I've googled but can't find anything. Can anyone link me an article or video?


----------



## Suzy (Nov 12, 2013)

jadii said:


> question; how do you create 2 towns with a physical copy?
> I've googled but can't find anything. Can anyone link me an article or video?



You can only have one town per copy of the game.  So if you have a digital copy, as this player seems to have, you can only have one town.  If you buy physical copies of the game, you can have as many towns as you have cartridges.

I would've been more than happy to help this player with fruit or flowers (I don't have many bells saved since I'm working on PWPs and house expansions) if this was a case of a corrupted save file or an accident.  Then I'd feel awful that someone's work went poof, just like that.  But this person was trying to cheat the system, so to speak.  For me, it wasn't that they asked.  It's that they basically destroyed their own town by trying to do something sneaky.


----------



## jadii (Nov 12, 2013)

Suzy said:


> You can only have one town per copy of the game.  So if you have a digital copy, as this player seems to have, you can only have one town.  If you buy physical copies of the game, you can have as many towns as you have cartridges.



Mmm I was thinking this was the case. I googled because I was so intrigued. I just didn't understand how it was possible? Lots of people were saying it was possible but I was finding 0 answers on how that would work (I couldn't see how SD card swapping could work because of the save data the game stores on the internal memory of the 3ds (which makes backup data pretty useless)). I'm gonna conclude it's just not possible.
I have a digital copy of the game anyway so I definitely am not gonna mess around with this just to find out for myself


----------



## LightOfHope (Nov 12, 2013)

Feraligatr said:


> I definitely would have helped them if they didn't ask, but they just sound greedy now.

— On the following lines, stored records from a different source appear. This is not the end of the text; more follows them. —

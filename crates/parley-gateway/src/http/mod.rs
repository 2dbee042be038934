pub mod automation;
pub mod contacts;
pub mod conversations;
pub mod health;
pub mod messages;

use axum::http::StatusCode;
use axum::response::{IntoResponse, Response};
use axum::Json;
use serde::Serialize;

use parley_core::PlatformError;

/// Error envelope returned by every route: `{"error": "...", "code": "..."}`.
#[derive(Serialize)]
struct ErrorBody {
    error: String,
    code: &'static str,
}

/// Wrapper mapping [`PlatformError`] codes onto HTTP status.
pub struct ApiError(pub PlatformError);

impl<E: Into<PlatformError>> From<E> for ApiError {
    fn from(e: E) -> Self {
        ApiError(e.into())
    }
}

impl IntoResponse for ApiError {
    fn into_response(self) -> Response {
        let status = match self.0.code() {
            "NOT_FOUND" => StatusCode::NOT_FOUND,
            "INVALID_INPUT" => StatusCode::BAD_REQUEST,
            "INVALID_STATE" | "CANCELLED" => StatusCode::CONFLICT,
            "EXTERNAL_FAILURE" | "PARSE_FAILURE" => StatusCode::BAD_GATEWAY,
            "TIMEOUT" => StatusCode::GATEWAY_TIMEOUT,
            _ => StatusCode::INTERNAL_SERVER_ERROR,
        };
        let body = ErrorBody {
            error: self.0.to_string(),
            code: self.0.code(),
        };
        (status, Json(body)).into_response()
    }
}

pub type ApiResult<T> = Result<T, ApiError>;
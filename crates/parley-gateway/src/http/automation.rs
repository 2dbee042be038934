use std::collections::HashMap;
use std::sync::Arc;

use axum::extract::{Path, Query, State};
use axum::Json;
use chrono::{DateTime, Utc};
use serde::{Deserialize, Serialize};

use parley_broadcast::{Broadcast, BroadcastTarget, CreateBroadcast};
use parley_core::types::{Channel, Metadata};
use parley_core::PlatformError;
use parley_flows::{Flow, FlowExecution, FlowStep, TriggerKind};
use parley_templates::Template;

use crate::app::AppState;
use crate::http::{ApiError, ApiResult};

// --- flows ------------------------------------------------------------------

#[derive(Deserialize)]
#[serde(rename_all = "camelCase")]
pub struct CreateFlowBody {
    pub name: String,
    pub trigger: TriggerKind,
    #[serde(default)]
    pub trigger_config: Metadata,
    pub steps: Vec<FlowStep>,
    #[serde(default)]
    pub active: bool,
}

pub async fn create_flow(
    State(state): State<Arc<AppState>>,
    Json(body): Json<CreateFlowBody>,
) -> ApiResult<Json<Flow>> {
    let mut flow = Flow::new(body.name, body.trigger, body.steps);
    flow.trigger_config = body.trigger_config;
    flow.active = body.active;

    let flow = state
        .flows
        .register(flow)
        .await
        .map_err(PlatformError::from)?;

    if flow.active && flow.trigger == TriggerKind::Scheduled {
        state
            .scheduler
            .register(&flow)
            .map_err(PlatformError::from)?;
    }
    Ok(Json(flow))
}

pub async fn list_flows(State(state): State<Arc<AppState>>) -> ApiResult<Json<Vec<Flow>>> {
    Ok(Json(
        state.flows.list_flows().await.map_err(PlatformError::from)?,
    ))
}

pub async fn get_flow(
    State(state): State<Arc<AppState>>,
    Path(id): Path<String>,
) -> ApiResult<Json<Flow>> {
    Ok(Json(
        state.flows.get_flow(&id).await.map_err(PlatformError::from)?,
    ))
}

pub async fn activate_flow(
    State(state): State<Arc<AppState>>,
    Path(id): Path<String>,
) -> ApiResult<Json<Flow>> {
    let flow = state
        .flows
        .set_active(&id, true)
        .await
        .map_err(PlatformError::from)?;
    if flow.trigger == TriggerKind::Scheduled {
        state
            .scheduler
            .register(&flow)
            .map_err(PlatformError::from)?;
    }
    Ok(Json(flow))
}

pub async fn deactivate_flow(
    State(state): State<Arc<AppState>>,
    Path(id): Path<String>,
) -> ApiResult<Json<Flow>> {
    let flow = state
        .flows
        .set_active(&id, false)
        .await
        .map_err(PlatformError::from)?;
    state.scheduler.unregister(&flow.id);
    Ok(Json(flow))
}

pub async fn delete_flow(
    State(state): State<Arc<AppState>>,
    Path(id): Path<String>,
) -> ApiResult<Json<serde_json::Value>> {
    state.scheduler.unregister(&id);
    let deleted = state
        .flows
        .delete_flow(&id)
        .await
        .map_err(PlatformError::from)?;
    if !deleted {
        return Err(ApiError(PlatformError::NotFound(format!("flow {id}"))));
    }
    Ok(Json(serde_json::json!({"deleted": true})))
}

#[derive(Deserialize, Default)]
pub struct ExecuteBody {
    #[serde(default)]
    pub context: serde_json::Value,
}

pub async fn execute_flow(
    State(state): State<Arc<AppState>>,
    Path(id): Path<String>,
    Json(body): Json<ExecuteBody>,
) -> ApiResult<Json<FlowExecution>> {
    let context = if body.context.is_object() {
        body.context
    } else {
        serde_json::json!({})
    };
    Ok(Json(
        state
            .flows
            .execute(&id, context)
            .await
            .map_err(PlatformError::from)?,
    ))
}

pub async fn get_execution(
    State(state): State<Arc<AppState>>,
    Path(id): Path<String>,
) -> ApiResult<Json<FlowExecution>> {
    Ok(Json(
        state
            .flows
            .get_execution(&id)
            .await
            .map_err(PlatformError::from)?,
    ))
}

#[derive(Deserialize)]
#[serde(rename_all = "camelCase")]
pub struct ResumeBody {
    pub step_id: String,
}

pub async fn resume_execution(
    State(state): State<Arc<AppState>>,
    Path(id): Path<String>,
    Json(body): Json<ResumeBody>,
) -> ApiResult<Json<FlowExecution>> {
    Ok(Json(
        state
            .flows
            .resume(&id, &body.step_id)
            .await
            .map_err(PlatformError::from)?,
    ))
}

// --- broadcasts -------------------------------------------------------------

#[derive(Deserialize)]
#[serde(rename_all = "camelCase")]
pub struct CreateBroadcastBody {
    pub name: String,
    pub content: String,
    #[serde(default)]
    pub message_type: Option<String>,
    #[serde(default)]
    pub channel: Option<Channel>,
    #[serde(default)]
    pub tags: Vec<String>,
    #[serde(default)]
    pub schedule: Option<DateTime<Utc>>,
}

pub async fn create_broadcast(
    State(state): State<Arc<AppState>>,
    Json(body): Json<CreateBroadcastBody>,
) -> ApiResult<Json<Broadcast>> {
    let config = CreateBroadcast {
        name: body.name,
        content: body.content,
        message_type: body.message_type,
        target: BroadcastTarget {
            channel: body.channel,
            tags: body.tags,
        },
        schedule: body.schedule,
    };
    Ok(Json(
        state
            .broadcasts
            .create(config, None)
            .await
            .map_err(PlatformError::from)?,
    ))
}

pub async fn list_broadcasts(
    State(state): State<Arc<AppState>>,
) -> ApiResult<Json<Vec<Broadcast>>> {
    Ok(Json(
        state.broadcasts.list().await.map_err(PlatformError::from)?,
    ))
}

pub async fn get_broadcast(
    State(state): State<Arc<AppState>>,
    Path(id): Path<String>,
) -> ApiResult<Json<Broadcast>> {
    Ok(Json(
        state.broadcasts.get(&id).await.map_err(PlatformError::from)?,
    ))
}

pub async fn send_broadcast(
    State(state): State<Arc<AppState>>,
    Path(id): Path<String>,
) -> ApiResult<Json<Broadcast>> {
    Ok(Json(
        state.broadcasts.send(&id).await.map_err(PlatformError::from)?,
    ))
}

pub async fn cancel_broadcast(
    State(state): State<Arc<AppState>>,
    Path(id): Path<String>,
) -> ApiResult<Json<Broadcast>> {
    Ok(Json(
        state
            .broadcasts
            .cancel(&id)
            .await
            .map_err(PlatformError::from)?,
    ))
}

// --- templates --------------------------------------------------------------

#[derive(Deserialize)]
#[serde(rename_all = "camelCase")]
pub struct CreateTemplateBody {
    pub name: String,
    pub content: String,
    #[serde(default)]
    pub variables: Option<Vec<String>>,
    #[serde(default)]
    pub channel: Option<Channel>,
}

pub async fn create_template(
    State(state): State<Arc<AppState>>,
    Json(body): Json<CreateTemplateBody>,
) -> ApiResult<Json<Template>> {
    Ok(Json(
        state
            .templates
            .create(&body.name, &body.content, body.variables, body.channel)
            .await
            .map_err(PlatformError::from)?,
    ))
}

pub async fn list_templates(
    State(state): State<Arc<AppState>>,
) -> ApiResult<Json<Vec<Template>>> {
    Ok(Json(
        state.templates.list().await.map_err(PlatformError::from)?,
    ))
}

pub async fn get_template(
    State(state): State<Arc<AppState>>,
    Path(id): Path<String>,
) -> ApiResult<Json<Template>> {
    Ok(Json(
        state.templates.get(&id).await.map_err(PlatformError::from)?,
    ))
}

pub async fn delete_template(
    State(state): State<Arc<AppState>>,
    Path(id): Path<String>,
) -> ApiResult<Json<serde_json::Value>> {
    let deleted = state
        .templates
        .delete(&id)
        .await
        .map_err(PlatformError::from)?;
    if !deleted {
        return Err(ApiError(PlatformError::NotFound(format!("template {id}"))));
    }
    Ok(Json(serde_json::json!({"deleted": true})))
}

#[derive(Deserialize)]
pub struct RenderBody {
    #[serde(default)]
    pub values: HashMap<String, String>,
}

#[derive(Serialize)]
pub struct Rendered {
    pub rendered: String,
}

pub async fn render_template(
    State(state): State<Arc<AppState>>,
    Path(id): Path<String>,
    Json(body): Json<RenderBody>,
) -> ApiResult<Json<Rendered>> {
    Ok(Json(Rendered {
        rendered: state
            .templates
            .render(&id, &body.values)
            .await
            .map_err(PlatformError::from)?,
    }))
}

// --- knowledge --------------------------------------------------------------

#[derive(Serialize)]
pub struct ReloadResult {
    pub docs: usize,
}

pub async fn reload_knowledge(
    State(state): State<Arc<AppState>>,
) -> ApiResult<Json<ReloadResult>> {
    state
        .knowledge
        .reload()
        .map_err(|e| ApiError(PlatformError::Internal(e.to_string())))?;
    Ok(Json(ReloadResult {
        docs: state.knowledge.len(),
    }))
}

#[derive(Deserialize)]
pub struct ListExecutionsQuery {
    pub flow: Option<String>,
}

pub async fn list_executions(
    State(state): State<Arc<AppState>>,
    Query(query): Query<ListExecutionsQuery>,
) -> ApiResult<Json<Vec<FlowExecution>>> {
    Ok(Json(
        state
            .flows
            .list_executions(query.flow.as_deref())
            .await
            .map_err(PlatformError::from)?,
    ))
}
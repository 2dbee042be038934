use std::sync::Arc;

use chrono::{Local, Timelike};
use serde_json::json;
use tracing::{debug, error};

use parley_contacts::Contact;
use parley_conversations::{Conversation, Message};
use parley_core::config::BusinessHoursConfig;
use parley_core::types::Channel;
use parley_engine::{EngineEvent, EventListener};

use crate::engine::FlowEngine;
use crate::types::{Flow, TriggerKind};

/// Bridges engine events (and cron fires) onto flow executions.
///
/// Subscribed on the engine's bus; each event is mapped to its trigger
/// kind(s), matching active flows are filtered by their trigger config,
/// and executions run on a fresh task so publication never stalls.
pub struct TriggerManager {
    engine: Arc<FlowEngine>,
    business_hours: BusinessHoursConfig,
}

impl TriggerManager {
    pub fn new(engine: Arc<FlowEngine>, business_hours: BusinessHoursConfig) -> Arc<Self> {
        Arc::new(Self {
            engine,
            business_hours,
        })
    }

    /// Execute every active flow of `kind` whose filters accept the event.
    pub async fn fire(
        &self,
        kind: TriggerKind,
        context: serde_json::Value,
        content: Option<&str>,
        channel: Option<Channel>,
    ) {
        let flows = match self.engine.active_flows(kind).await {
            Ok(flows) => flows,
            Err(e) => {
                error!(error = %e, "could not list active flows for trigger");
                return;
            }
        };

        for flow in flows {
            if !self.matches(&flow, kind, content, channel) {
                continue;
            }
            debug!(flow_id = %flow.id, trigger = ?kind, "trigger matched; executing flow");
            if let Err(e) = self.engine.execute(&flow.id, context.clone()).await {
                error!(flow_id = %flow.id, error = %e, "triggered flow execution failed");
            }
        }
    }

    fn matches(
        &self,
        flow: &Flow,
        kind: TriggerKind,
        content: Option<&str>,
        channel: Option<Channel>,
    ) -> bool {
        let config = &flow.trigger_config;

        if let Some(required) = config.get("channel").and_then(|v| v.as_str()) {
            match channel {
                Some(ch) if ch.as_str() == required => {}
                _ => return false,
            }
        }

        if config
            .get("outside-business-hours")
            .and_then(|v| v.as_bool())
            .unwrap_or(false)
        {
            let hour = Local::now().hour();
            if !is_outside_business_hours(hour, &self.business_hours) {
                return false;
            }
        }

        if kind == TriggerKind::KeywordDetected {
            let Some(content) = content else { return false };
            let lowered = content.to_lowercase();
            let matched = config
                .get("keywords")
                .and_then(|v| v.as_array())
                .map(|keys| {
                    keys.iter()
                        .filter_map(|k| k.as_str())
                        .any(|k| lowered.contains(&k.to_lowercase()))
                })
                .unwrap_or(false);
            if !matched {
                return false;
            }
        }

        true
    }

    fn spawn_fires(&self, fires: Vec<PendingFire>) {
        let worker = TriggerManager {
            engine: Arc::clone(&self.engine),
            business_hours: self.business_hours.clone(),
        };
        tokio::spawn(async move {
            for fire in fires {
                worker
                    .fire(fire.kind, fire.context, fire.content.as_deref(), fire.channel)
                    .await;
            }
        });
    }
}

struct PendingFire {
    kind: TriggerKind,
    context: serde_json::Value,
    content: Option<String>,
    channel: Option<Channel>,
}

/// Inclusive start hour, exclusive end hour.
fn is_outside_business_hours(hour: u32, config: &BusinessHoursConfig) -> bool {
    hour < config.start_hour || hour >= config.end_hour
}

fn event_context(
    trigger: &str,
    message: Option<&Message>,
    conversation: &Conversation,
    contact: &Contact,
) -> serde_json::Value {
    json!({
        "trigger": trigger,
        "content": message.map(|m| m.content.clone()),
        "channel": conversation.channel,
        "conversationId": conversation.id,
        "contactId": contact.id,
        "channelUserId": contact.channel_user_id,
        "contact": {
            "name": contact.name,
            "tags": contact.tags,
            "conversationCount": contact.conversation_count,
        },
    })
}

impl EventListener for TriggerManager {
    fn on_event(&self, event: &EngineEvent) -> anyhow::Result<()> {
        match event {
            EngineEvent::MessageIncoming {
                message,
                conversation,
                contact,
            } => {
                let context =
                    event_context("message-received", Some(message), conversation, contact);
                self.spawn_fires(vec![
                    PendingFire {
                        kind: TriggerKind::MessageReceived,
                        context: context.clone(),
                        content: Some(message.content.clone()),
                        channel: Some(conversation.channel),
                    },
                    PendingFire {
                        kind: TriggerKind::KeywordDetected,
                        context,
                        content: Some(message.content.clone()),
                        channel: Some(conversation.channel),
                    },
                ]);
            }

            EngineEvent::ConversationStarted {
                conversation,
                contact,
            } => {
                let context = event_context("conversation-started", None, conversation, contact);
                let mut fires = vec![PendingFire {
                    kind: TriggerKind::ConversationStarted,
                    context: context.clone(),
                    content: None,
                    channel: Some(conversation.channel),
                }];
                // A contact's very first conversation doubles as the
                // contact-created signal.
                if contact.conversation_count <= 1 {
                    fires.push(PendingFire {
                        kind: TriggerKind::ContactCreated,
                        context,
                        content: None,
                        channel: Some(conversation.channel),
                    });
                }
                self.spawn_fires(fires);
            }

            EngineEvent::ConversationClosed {
                conversation,
                contact,
            } => {
                let context = event_context("conversation-closed", None, conversation, contact);
                self.spawn_fires(vec![PendingFire {
                    kind: TriggerKind::ConversationClosed,
                    context,
                    content: None,
                    channel: Some(conversation.channel),
                }]);
            }

            EngineEvent::ConversationHandoff {
                conversation,
                contact,
                reason,
            } => {
                let mut context = event_context("handoff-resolved", None, conversation, contact);
                context["reason"] = json!(reason);
                self.spawn_fires(vec![PendingFire {
                    kind: TriggerKind::HandoffResolved,
                    context,
                    content: None,
                    channel: Some(conversation.channel),
                }]);
            }

            EngineEvent::MessageOutgoing { .. } => {}
        }

        Ok(())
    }
}

#[cfg(test)]
mod tests {
    use super::*;

    #[test]
    fn business_hours_boundaries() {
        let cfg = BusinessHoursConfig {
            start_hour: 9,
            end_hour: 18,
        };
        assert!(is_outside_business_hours(8, &cfg));
        assert!(!is_outside_business_hours(9, &cfg)); // inclusive start
        assert!(!is_outside_business_hours(17, &cfg));
        assert!(is_outside_business_hours(18, &cfg)); // exclusive end
        assert!(is_outside_business_hours(23, &cfg));
    }
}
pub mod error;
pub mod manager;
pub mod types;

pub use error::{BroadcastError, Result};
pub use manager::{rate_limit_per_sec, send_gap_ms, BroadcastManager, CreateBroadcast};
pub use types::{Broadcast, BroadcastStatus, BroadcastTarget};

Again, I'm trying to figure out how asking sounds greedy.

- - - Post Merge - - -



PuffleKirby21 said:


> Can I get financial support then? I will take any bells people will offer.



This. I asked everyone I know if this is asking or begging. EVERYONE said this is asking, and that begging is what I and Darkheart said earlier. I don't know how you people can say that this is begging.


----------



## LightOfHope (Nov 12, 2013)

2013 views.


----------



## mistakenolive (Nov 13, 2013)

Sena said:


> Pointing out that we weren't going to help after being put off by the OP's demeanor, in my case, was meant to be chastising. I'm hoping the OP learns something about graciously accepting charity by receiving a few rebukes from fellow forum members.
> I knew better than to so expectantly usher in acts of charity even at a young age, but that's neither here nor there.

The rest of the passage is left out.